====== PROVIDED ENTRIES ======

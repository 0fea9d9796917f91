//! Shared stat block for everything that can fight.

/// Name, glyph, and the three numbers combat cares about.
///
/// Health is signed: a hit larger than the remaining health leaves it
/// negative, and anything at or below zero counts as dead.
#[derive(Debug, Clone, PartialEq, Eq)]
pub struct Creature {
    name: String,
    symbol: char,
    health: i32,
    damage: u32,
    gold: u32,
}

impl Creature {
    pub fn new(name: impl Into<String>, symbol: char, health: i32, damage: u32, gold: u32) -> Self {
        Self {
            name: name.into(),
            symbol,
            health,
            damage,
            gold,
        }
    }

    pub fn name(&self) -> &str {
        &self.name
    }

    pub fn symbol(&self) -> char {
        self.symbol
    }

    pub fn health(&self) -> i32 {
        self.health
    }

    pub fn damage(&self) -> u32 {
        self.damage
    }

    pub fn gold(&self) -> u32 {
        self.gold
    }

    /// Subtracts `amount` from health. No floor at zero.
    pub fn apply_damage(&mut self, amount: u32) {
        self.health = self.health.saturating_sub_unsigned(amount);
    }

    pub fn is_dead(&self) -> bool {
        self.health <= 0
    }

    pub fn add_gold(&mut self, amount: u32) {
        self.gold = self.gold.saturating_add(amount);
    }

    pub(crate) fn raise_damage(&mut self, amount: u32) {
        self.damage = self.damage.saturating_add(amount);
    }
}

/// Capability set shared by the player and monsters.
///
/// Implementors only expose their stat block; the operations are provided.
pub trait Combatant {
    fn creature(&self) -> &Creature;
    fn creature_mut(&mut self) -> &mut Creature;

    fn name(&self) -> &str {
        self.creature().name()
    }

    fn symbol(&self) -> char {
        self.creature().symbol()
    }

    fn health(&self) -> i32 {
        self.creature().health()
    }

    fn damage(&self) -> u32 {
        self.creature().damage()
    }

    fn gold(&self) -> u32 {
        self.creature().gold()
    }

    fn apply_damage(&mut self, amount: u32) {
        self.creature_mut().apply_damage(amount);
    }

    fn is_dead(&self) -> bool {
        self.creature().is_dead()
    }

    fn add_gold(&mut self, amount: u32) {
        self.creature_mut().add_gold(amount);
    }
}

======

YOUR OBJECTIVE: What you write should match, character for character, the lines from the one with "pub fn symbol(&self)" to the end of the data, both included.

RESPONSE FOR THIS EXERCISE:
    pub fn symbol(&self) -> char {
        self.symbol
    }

    pub fn health(&self) -> i32 {
        self.health
    }

    pub fn damage(&self) -> u32 {
        self.damage
    }

    pub fn gold(&self) -> u32 {
        self.gold
    }

    /// Subtracts `amount` from health. No floor at zero.
    pub fn apply_damage(&mut self, amount: u32) {
        self.health = self.health.saturating_sub_unsigned(amount);
    }

    pub fn is_dead(&self) -> bool {
        self.health <= 0
    }

    pub fn add_gold(&mut self, amount: u32) {
        self.gold = self.gold.saturating_add(amount);
    }

    pub(crate) fn raise_damage(&mut self, amount: u32) {
        self.damage = self.damage.saturating_add(amount);
    }
}

/// Capability set shared by the player and monsters.
///
/// Implementors only expose their stat block; the operations are provided.
pub trait Combatant {
    fn creature(&self) -> &Creature;
    fn creature_mut(&mut self) -> &mut Creature;

    fn name(&self) -> &str {
        self.creature().name()
    }

    fn symbol(&self) -> char {
        self.creature().symbol()
    }

    fn health(&self) -> i32 {
        self.creature().health()
    }

    fn damage(&self) -> u32 {
        self.creature().damage()
    }

    fn gold(&self) -> u32 {
        self.creature().gold()
    }

    fn apply_damage(&mut self, amount: u32) {
        self.creature_mut().apply_damage(amount);
    }

    fn is_dead(&self) -> bool {
        self.creature().is_dead()
    }

    fn add_gold(&mut self, amount: u32) {
        self.creature_mut().add_gold(amount);
    }
}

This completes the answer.